Adding All the URLs for Virtual Servers
If you choose to add all the URLs for virtual servers and domain named sites to the Local Intranet zone of IE in a Web farm implementation, this must be done on each front-end server that is participating in the WSS Web farm. Depending on the size of the implementation, this could be a time-consuming process.
There are ways to get around this security issue so that a local user can run the necessary scripts from the WSS server and still maintain a level of security:
For simple SharePoint installations, the local administrator can run WSS by using the default localhost name. By default, the SharePoint Central Administration link uses the localhost naming method. This method is not a good option for more complex SharePoint installations that use host-header based site or Web farms.
The recommended workaround that preserves the highest level of security involves adding the URLs for all of the hosted virtual servers to the Internet Explorer Local intranet zone. In a Web farm, the administrator must also add the URLs of all domain named sites to the list of local intranet sites.

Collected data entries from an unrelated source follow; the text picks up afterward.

//! Recycling pool for frame handles.
//!
//! Decoders and converters obtain their output frames here instead of
//! allocating a fresh `AVFrame` per picture. A handle goes back to its pool
//! when the last owner drops it, so a frame is never shared between two
//! consumers while it is being refilled.

use std::mem::ManuallyDrop;
use std::ops::{Deref, DerefMut};
use std::sync::{Arc, Mutex, PoisonError, Weak};

/// Same as `AV_NUM_DATA_POINTERS`: enough idle frames to cover the codec's
/// reference window without growing unbounded.
pub const DEFAULT_POOL_SIZE: usize = 8;

struct PoolInner<T> {
    idle: Mutex<Vec<T>>,
    capacity: usize,
    alloc: fn() -> T,
}

pub struct FramePool<T> {
    inner: Arc<PoolInner<T>>,
}

impl<T> Clone for FramePool<T> {
    fn clone(&self) -> Self {
        Self {
            inner: Arc::clone(&self.inner),
        }
    }
}

impl<T> FramePool<T> {
    /// `capacity` caps how many idle objects are kept, not how many can be
    /// handed out.
    pub fn new(capacity: usize, alloc: fn() -> T) -> Self {
        Self {
            inner: Arc::new(PoolInner {
                idle: Mutex::new(Vec::with_capacity(capacity)),
                capacity,
                alloc,
            }),
        }
    }

    pub fn obtain(&self) -> Pooled<T> {
        let recycled = self
            .inner
            .idle
            .lock()
            .unwrap_or_else(PoisonError::into_inner)
            .pop();
        let item = recycled.unwrap_or_else(self.inner.alloc);
        Pooled {
            item: ManuallyDrop::new(item),
            pool: Arc::downgrade(&self.inner),
        }
    }

    pub fn idle(&self) -> usize {
        self.inner
            .idle
            .lock()
            .unwrap_or_else(PoisonError::into_inner)
            .len()
    }

    pub fn capacity(&self) -> usize {
        self.inner.capacity
    }
}

/// An object borrowed from a [`FramePool`]; returns itself on drop.
pub struct Pooled<T> {
    item: ManuallyDrop<T>,
    pool: Weak<PoolInner<T>>,
}

impl<T> Pooled<T> {
    /// Wraps an object that belongs to no pool; it is simply dropped.
    pub fn detached(item: T) -> Self {
        Self {
            item: ManuallyDrop::new(item),
            pool: Weak::new(),
        }
    }
}

impl<T> Deref for Pooled<T> {
    type Target = T;

    fn deref(&self) -> &T {
        &self.item
    }
}

impl<T> DerefMut for Pooled<T> {
    fn deref_mut(&mut self) -> &mut T {
        &mut self.item
    }
}

impl<T> Drop for Pooled<T> {
    fn drop(&mut self) {
        // SAFETY: `item` is never touched again after this point.
        let item = unsafe { ManuallyDrop::take(&mut self.item) };
        if let Some(pool) = self.pool.upgrade() {
            let mut idle = pool.idle.lock().unwrap_or_else(PoisonError::into_inner);
            if idle.len() < pool.capacity {
                idle.push(item);
            }
        }
    }
}
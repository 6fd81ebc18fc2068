//! End-to-end tests for the course endpoints over a real HTTP connection.

mod common;

use common::{link, spawn_default_server};
use serde_json::{json, Value};

/// Tests the create, read, delete, read sequence for a single course.
#[tokio::test]
async fn test_course_lifecycle() {
    let server = spawn_default_server().await;
    let client = reqwest::Client::new();
    let course = json!({"courseId": 261207, "courseTitle": "Database"});

    let response = client
        .post(format!("{}/courses", server.api_url))
        .json(&course)
        .send()
        .await
        .expect("POST failed");
    assert_eq!(response.status(), 201);
    assert_eq!(link(&response).as_deref(), Some("/courses/261207"));

    let response = client
        .get(format!("{}/courses/261207", server.api_url))
        .send()
        .await
        .expect("GET failed");
    assert_eq!(response.status(), 200);
    let body: Value = response.json().await.expect("Invalid JSON");
    assert_eq!(body["data"], course);

    let response = client
        .delete(format!("{}/courses", server.api_url))
        .json(&json!({"courseId": 261207}))
        .send()
        .await
        .expect("DELETE failed");
    assert_eq!(response.status(), 200);
    assert_eq!(link(&response).as_deref(), Some("/courses/261207"));
    let body: Value = response.json().await.expect("Invalid JSON");
    assert_eq!(body["data"], course);

    let response = client
        .get(format!("{}/courses/261207", server.api_url))
        .send()
        .await
        .expect("GET failed");
    assert_eq!(response.status(), 404);
    let body: Value = response.json().await.expect("Invalid JSON");
    assert_eq!(body["message"], "Course does not exist");
}

/// Tests that a partial update keeps fields that were not supplied.
#[tokio::test]
async fn test_partial_update_round_trip() {
    let server = spawn_default_server().await;
    let client = reqwest::Client::new();

    let response = client
        .put(format!("{}/courses", server.api_url))
        .json(&json!({"courseId": 261497, "instructor": "Dome"}))
        .send()
        .await
        .expect("PUT failed");
    assert_eq!(response.status(), 200);

    let body: Value = client
        .get(format!("{}/courses/261497", server.api_url))
        .send()
        .await
        .expect("GET failed")
        .json()
        .await
        .expect("Invalid JSON");
    assert_eq!(
        body["data"],
        json!({
            "courseId": 261497,
            "courseTitle": "Full Stack Development",
            "instructor": "Dome"
        })
    );
}

/// Tests that concurrent creations of the same id produce exactly one record.
#[tokio::test]
async fn test_concurrent_duplicate_creates() {
    let server = spawn_default_server().await;
    let client = reqwest::Client::new();
    let url = format!("{}/courses", server.api_url);

    let requests = (0..16).map(|i| {
        let client = client.clone();
        let url = url.clone();
        tokio::spawn(async move {
            client
                .post(url)
                .json(&json!({"courseId": 300000, "courseTitle": format!("Attempt {i}")}))
                .send()
                .await
                .expect("POST failed")
                .status()
                .as_u16()
        })
    });

    let mut created = 0;
    let mut conflicts = 0;
    for request in requests {
        match request.await.expect("Task panicked") {
            201 => created += 1,
            409 => conflicts += 1,
            other => panic!("Unexpected status {other}"),
        }
    }
    assert_eq!(created, 1);
    assert_eq!(conflicts, 15);

    let courses: Vec<Value> = client
        .get(&url)
        .send()
        .await
        .expect("GET failed")
        .json()
        .await
        .expect("Invalid JSON");
    let matching = courses
        .iter()
        .filter(|c| c["courseId"] == 300000)
        .count();
    assert_eq!(matching, 1);
}

/// Tests that malformed requests get the validation envelope.
#[tokio::test]
async fn test_malformed_body_is_rejected() {
    let server = spawn_default_server().await;
    let client = reqwest::Client::new();

    let response = client
        .post(format!("{}/courses", server.api_url))
        .header("content-type", "application/json")
        .body("{\"courseId\": ")
        .send()
        .await
        .expect("POST failed");
    assert_eq!(response.status(), 400);
    let body: Value = response.json().await.expect("Invalid JSON");
    assert_eq!(body["success"], false);
    assert_eq!(body["message"], "Validation failed");
}
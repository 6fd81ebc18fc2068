//! Handlers for the student collection.
//!
//! Students are read-only over HTTP.

use std::sync::Arc;

use axum::{
    extract::{rejection::PathRejection, Path, State},
    Json,
};
use tracing::debug;

use crate::api::{path_param, student_link, ApiError, AppState, Linked};
use crate::model::{Student, StudentCourses};
use crate::validation;

/// Handler for `GET /students`.
pub(crate) async fn list_students(State(state): State<Arc<AppState>>) -> Json<Vec<Student>> {
    let store = state.store.lock().await;
    debug!(count = store.students().len(), "Listing students");
    Json(store.students().to_vec())
}

/// Handler for `GET /students/:student_id`.
pub(crate) async fn get_student(
    State(state): State<Arc<AppState>>,
    raw_id: Result<Path<String>, PathRejection>,
) -> Result<Linked<Student>, ApiError> {
    let student_id = validation::student_id(&path_param(raw_id)?)?;

    let store = state.store.lock().await;
    let student = store.student(&student_id)?.clone();
    drop(store);

    Ok(Linked::ok(
        student_link(&student_id),
        format!("Get student {student_id}"),
        student,
    ))
}

/// Handler for `GET /students/:student_id/courses`.
///
/// Course references with no matching course are left out of the result.
pub(crate) async fn get_student_courses(
    State(state): State<Arc<AppState>>,
    raw_id: Result<Path<String>, PathRejection>,
) -> Result<Linked<StudentCourses>, ApiError> {
    let student_id = validation::student_id(&path_param(raw_id)?)?;

    let store = state.store.lock().await;
    let courses = store.enrolled_courses(&student_id)?;
    drop(store);

    debug!(student_id = %student_id, resolved = courses.len(), "Resolved student courses");
    Ok(Linked::ok(
        student_link(&student_id),
        format!("Get courses detail of student {student_id}"),
        StudentCourses {
            student_id,
            courses,
        },
    ))
}
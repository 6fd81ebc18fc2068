//! Shared helpers for spinning up a Campus API server.

#![allow(dead_code)]

use campus_api::{create_router, AppState, Config, Store};
use tokio::net::TcpListener;

/// A running server and the base URL of its resource routes.
pub struct TestServer {
    pub api_url: String,
    pub root_url: String,
    handle: tokio::task::JoinHandle<()>,
}

impl Drop for TestServer {
    fn drop(&mut self) {
        self.handle.abort();
    }
}

/// Spawns a server on a free port over the given store.
pub async fn spawn_server(config: Config, store: Store) -> TestServer {
    let listener = TcpListener::bind("127.0.0.1:0")
        .await
        .expect("Failed to bind");
    let addr = listener.local_addr().expect("Failed to get local addr");
    let root_url = format!("http://{addr}");
    let api_url = format!("{root_url}{}", config.api_prefix);

    let router = create_router(AppState::with_store(config, store));
    let handle = tokio::spawn(async move {
        axum::serve(listener, router).await.expect("Server failed");
    });

    TestServer {
        api_url,
        root_url,
        handle,
    }
}

/// Spawns a server with default configuration and the built-in seed data.
pub async fn spawn_default_server() -> TestServer {
    spawn_server(Config::default(), Store::builtin()).await
}

/// The `Link` header of a response.
pub fn link(response: &reqwest::Response) -> Option<String> {
    response
        .headers()
        .get("link")
        .and_then(|value| value.to_str().ok())
        .map(str::to_string)
}
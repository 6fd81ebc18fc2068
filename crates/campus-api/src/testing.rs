//! Helpers for driving the router in unit tests.

#![allow(clippy::unwrap_used, clippy::expect_used)]

use axum::{
    body::Body,
    http::{HeaderMap, Method, Request, StatusCode},
    response::Response,
    Router,
};
use serde_json::Value;
use tower::util::ServiceExt;

use crate::{create_router, AppState, Config};

/// A router over the built-in seed data and default configuration.
pub fn test_router() -> Router {
    create_router(AppState::new(Config::default()))
}

/// Sends one request through the router.
pub async fn oneshot(router: Router, request: Request<Body>) -> Response {
    router.oneshot(request).await.unwrap()
}

/// Reads a response body as JSON, or `Value::Null` when empty.
pub async fn body_json(response: Response) -> Value {
    let bytes = axum::body::to_bytes(response.into_body(), usize::MAX)
        .await
        .unwrap();
    if bytes.is_empty() {
        Value::Null
    } else {
        serde_json::from_slice(&bytes).unwrap()
    }
}

/// Sends a request with an optional JSON body and returns status, headers and body.
pub async fn send(
    router: Router,
    method: Method,
    uri: &str,
    body: Option<Value>,
) -> (StatusCode, HeaderMap, Value) {
    let builder = Request::builder().method(method).uri(uri);
    let request = match body {
        Some(json) => builder
            .header("content-type", "application/json")
            .body(Body::from(json.to_string()))
            .unwrap(),
        None => builder.body(Body::empty()).unwrap(),
    };

    let response = oneshot(router, request).await;
    let status = response.status();
    let headers = response.headers().clone();
    (status, headers, body_json(response).await)
}

/// Sends a request with a raw body and JSON content type.
pub async fn send_raw(router: Router, method: Method, uri: &str, body: &str) -> (StatusCode, Value) {
    let request = Request::builder()
        .method(method)
        .uri(uri)
        .header("content-type", "application/json")
        .body(Body::from(body.to_string()))
        .unwrap();

    let response = oneshot(router, request).await;
    let status = response.status();
    (status, body_json(response).await)
}

/// The `Link` header of a response, if any.
pub fn link(headers: &HeaderMap) -> Option<&str> {
    headers
        .get(axum::http::header::LINK)
        .and_then(|value| value.to_str().ok())
}
//! Campus API CLI
//!
//! Main entry point for serving the student and course API.

use std::path::Path;
use std::process::ExitCode;

use campus_api::{create_router, AppState, Config};
use clap::Parser;
use tokio::net::TcpListener;
use tracing_subscriber::EnvFilter;

/// Campus API - student and course REST service
///
/// Serves in-memory student and course collections over HTTP. Data is
/// seeded at startup and lost when the process exits.
#[derive(Parser, Debug)]
#[command(name = "campus")]
#[command(version, about, long_about = None)]
struct Args {
    /// Path to configuration file (default: campus.json in current directory)
    #[arg(short, long, value_name = "FILE")]
    config: Option<String>,

    /// Address to bind (overrides config)
    #[arg(long, value_name = "ADDR")]
    host: Option<String>,

    /// Port for the HTTP server (overrides config)
    #[arg(short, long)]
    port: Option<u16>,

    /// JSON seed file with initial students and courses (overrides config)
    #[arg(short, long, value_name = "FILE")]
    seed: Option<String>,

    /// Enable verbose output (sets log level to debug)
    #[arg(short, long)]
    verbose: bool,
}

#[tokio::main]
async fn main() -> ExitCode {
    let args = Args::parse();

    // Priority: RUST_LOG env var > --verbose flag > default (info)
    let filter = if args.verbose {
        EnvFilter::try_from_default_env().unwrap_or_else(|_| EnvFilter::new("debug"))
    } else {
        EnvFilter::try_from_default_env().unwrap_or_else(|_| EnvFilter::new("info"))
    };

    tracing_subscriber::fmt().with_env_filter(filter).init();

    tracing::info!("Campus API starting");
    tracing::debug!(config = ?args.config, "Config file");

    match run_server(args).await {
        Ok(()) => ExitCode::SUCCESS,
        Err(e) => {
            eprintln!("Error: {e}");
            ExitCode::from(1)
        }
    }
}

/// Loads configuration and seed data, then serves until Ctrl+C.
async fn run_server(args: Args) -> anyhow::Result<()> {
    let mut config = load_config(args.config.as_deref())?;

    if let Some(host) = args.host {
        config.host = host;
    }
    if let Some(port) = args.port {
        config.port = port;
    }
    if let Some(seed) = args.seed {
        config.seed_file = Some(seed);
    }

    // Re-validate after overrides
    config.validate()?;

    let store = config.initial_store()?;
    tracing::info!(
        students = store.students().len(),
        courses = store.courses().len(),
        seed_file = ?config.seed_file,
        "Store seeded"
    );

    let addr = config.socket_addr()?;
    let prefix = config.api_prefix.clone();
    let router = create_router(AppState::with_store(config, store));

    let listener = TcpListener::bind(addr).await.map_err(|e| {
        anyhow::anyhow!(
            "Failed to bind to {addr}: {e}\n\nSuggestion: Try a different port with --port"
        )
    })?;
    let local_addr = listener.local_addr()?;

    tracing::info!(addr = %local_addr, prefix = %prefix, "HTTP server listening");
    println!("Campus API running on http://{local_addr}{prefix}");

    axum::serve(listener, router)
        .with_graceful_shutdown(shutdown_signal())
        .await?;

    tracing::info!("Campus API stopped");
    Ok(())
}

/// Loads configuration from the specified path or default location.
fn load_config(config_path: Option<&str>) -> anyhow::Result<Config> {
    match config_path {
        Some(path_str) => {
            let path = Path::new(path_str);
            if !path.exists() {
                anyhow::bail!(
                    "Config file not found: '{}'\n\nSuggestion: Check the path or remove the --config flag to use defaults",
                    path.display()
                );
            }
            Ok(Config::load_from_file(path)?)
        }
        None => Ok(Config::load()?),
    }
}

/// Resolves when Ctrl+C is received.
async fn shutdown_signal() {
    if let Err(e) = tokio::signal::ctrl_c().await {
        tracing::warn!(error = %e, "Failed to listen for Ctrl+C");
        std::future::pending::<()>().await;
    }
    tracing::info!("Received Ctrl+C, shutting down");
}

Internet Explorer Enhanced Security can also be uninstalled. This is perhaps the least secure alternative. If you are not concerned about users working locally at the Web server, this will resolve any problems with scripts running as expected. This alternative requires the least amount of time to configure as the Internet Explorer Enhanced Security can be uninstalled quickly using Add or Remove Windows Components.
Windows SharePoint Services elevates knowledge management to a new level. Rather than simply storing files in network shares, knowledge workers can now leverage file versioning, check-in check-out protection, and flexible customizable Web views to share company data. Despite the fact that WSS was engineered to scale to large Web farm style deployments that can accommodate worldwide collaboration, WSS runs just as well and is quickly deployed in small business and departmental environments. Finally, even though the knowledge worker gains the flexibility and customizing features of a Web-based application, WSS preserves a high level of security through a variety of built-in security measures while leveraging the improved security of Windows Server 2003.